Problem details: Your answer should be one number, the count of lines in the listing below containing the word "first".

· · · ·

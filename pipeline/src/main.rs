use anyhow::Context;
use clap::Parser;
use log::info;
use gazecore::overlay::SolidFrameSource;
use generator::profile::{build_object_centers, build_trial_payload_from_config, GeneratorConfig};
use gazecore::trial_interface::TrialAncillary;
use report::{RunReport, TrialReport};
use std::path::PathBuf;
use tokio::runtime::Builder as TokioBuilder;
use tokio::task::JoinSet;
use workflow::config::WorkflowConfig;
use workflow::runner::{Runner, TrialResult};

mod generator;
mod report;
mod workflow;

#[derive(Parser)]
#[command(author, version, about = "Offline driver for the gaze fixation pipeline")]
struct Args {
    /// Run synthetic trials offline and emit a report
    #[arg(long, default_value_t = false)]
    offline: bool,
    /// Load a workflow config from YAML
    #[arg(long)]
    workflow: Option<PathBuf>,
    #[arg(long, default_value_t = 0.01)]
    t1: f64,
    #[arg(long, default_value_t = 0.01)]
    t2: f64,
    #[arg(long, default_value_t = 0.001)]
    min_dur: f64,
    #[arg(long, default_value_t = 24.0)]
    frame_rate: f64,
    /// Number of synthetic trials to process
    #[arg(long, default_value_t = 4)]
    trials: usize,
    /// Base seed for the trial generator
    #[arg(long, default_value_t = 0)]
    seed: u64,
    /// Where the JSON report is written
    #[arg(long, default_value = "tools/data/offline_report.json")]
    report: PathBuf,
    /// Render the first trial's annotated video to this path
    #[arg(long)]
    video_out: Option<PathBuf>,
}

fn main() -> anyhow::Result<()> {
    env_logger::init();
    let args = Args::parse();

    let workflow_config = if let Some(path) = args.workflow {
        WorkflowConfig::load(path)?
    } else {
        WorkflowConfig::from_args(args.t1, args.t2, args.min_dur, args.frame_rate)
    };

    let runner = Runner::new(workflow_config.clone());

    if args.offline {
        let runtime = TokioBuilder::new_multi_thread()
            .enable_all()
            .build()
            .context("creating trial runtime")?;
        let mut outcomes =
            runtime.block_on(run_trials(runner.clone(), args.trials, args.seed))?;
        // Trials finish in arbitrary order; the report is sorted by trial index.
        outcomes.sort_by_key(|(index, _, _)| *index);

        let (processed, failed) = runner.metrics_snapshot();
        let total_fixations: usize = outcomes
            .iter()
            .map(|(_, _, result)| result.fixations.len())
            .sum();
        println!(
            "Offline run -> trials {}, failed {}, fixations {}",
            processed, failed, total_fixations
        );

        if let Some(video_path) = args.video_out {
            if let Some((_, _, first)) = outcomes.first() {
                let mut source = SolidFrameSource::new(640, 480, args.frame_rate, [0, 0, 0], 150);
                let written = runner
                    .render_overlay(&mut source, &first.fixations, &video_path)
                    .context("rendering offline overlay artifact")?;
                println!("Overlay artifact -> {} frames at {}", written, video_path.display());
            }
        }

        let run_report = RunReport {
            trials: outcomes
                .into_iter()
                .map(|(_, ancillary, result)| TrialReport {
                    video: ancillary.video,
                    participant: ancillary.participant,
                    session: ancillary.session,
                    fixations: result.fixations.fixations().to_vec(),
                    distances: result.distances.fill_default(),
                    discarded_clusters: result.discarded_clusters,
                    notes: result.notes,
                })
                .collect(),
            trials_processed: processed,
            trials_failed: failed,
        };
        run_report.write(&args.report)?;
        info!(
            "offline report written to {} ({} trials, {} failed)",
            args.report.display(),
            processed,
            failed
        );
    }

    Ok(())
}

/// Runs the requested number of generated trials concurrently. Trials share
/// no state, so each gets its own blocking worker.
async fn run_trials(
    runner: Runner,
    trials: usize,
    base_seed: u64,
) -> anyhow::Result<Vec<(usize, TrialAncillary, TrialResult)>> {
    let mut set = JoinSet::new();
    for index in 0..trials {
        let runner = runner.clone();
        set.spawn_blocking(move || {
            let config = GeneratorConfig {
                seed: base_seed + index as u64,
                participant: 1 + index as u32,
                ..Default::default()
            };
            let payload = build_trial_payload_from_config(&config)?;
            let centers = build_object_centers(&config);
            let result = runner.execute(&payload, &centers)?;
            Ok::<_, anyhow::Error>((index, payload.ancillary, result))
        });
    }

    let mut outcomes = Vec::with_capacity(trials);
    while let Some(joined) = set.join_next().await {
        outcomes.push(joined.context("joining trial worker")??);
    }
    Ok(outcomes)
}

· · · ·

Task answer: 3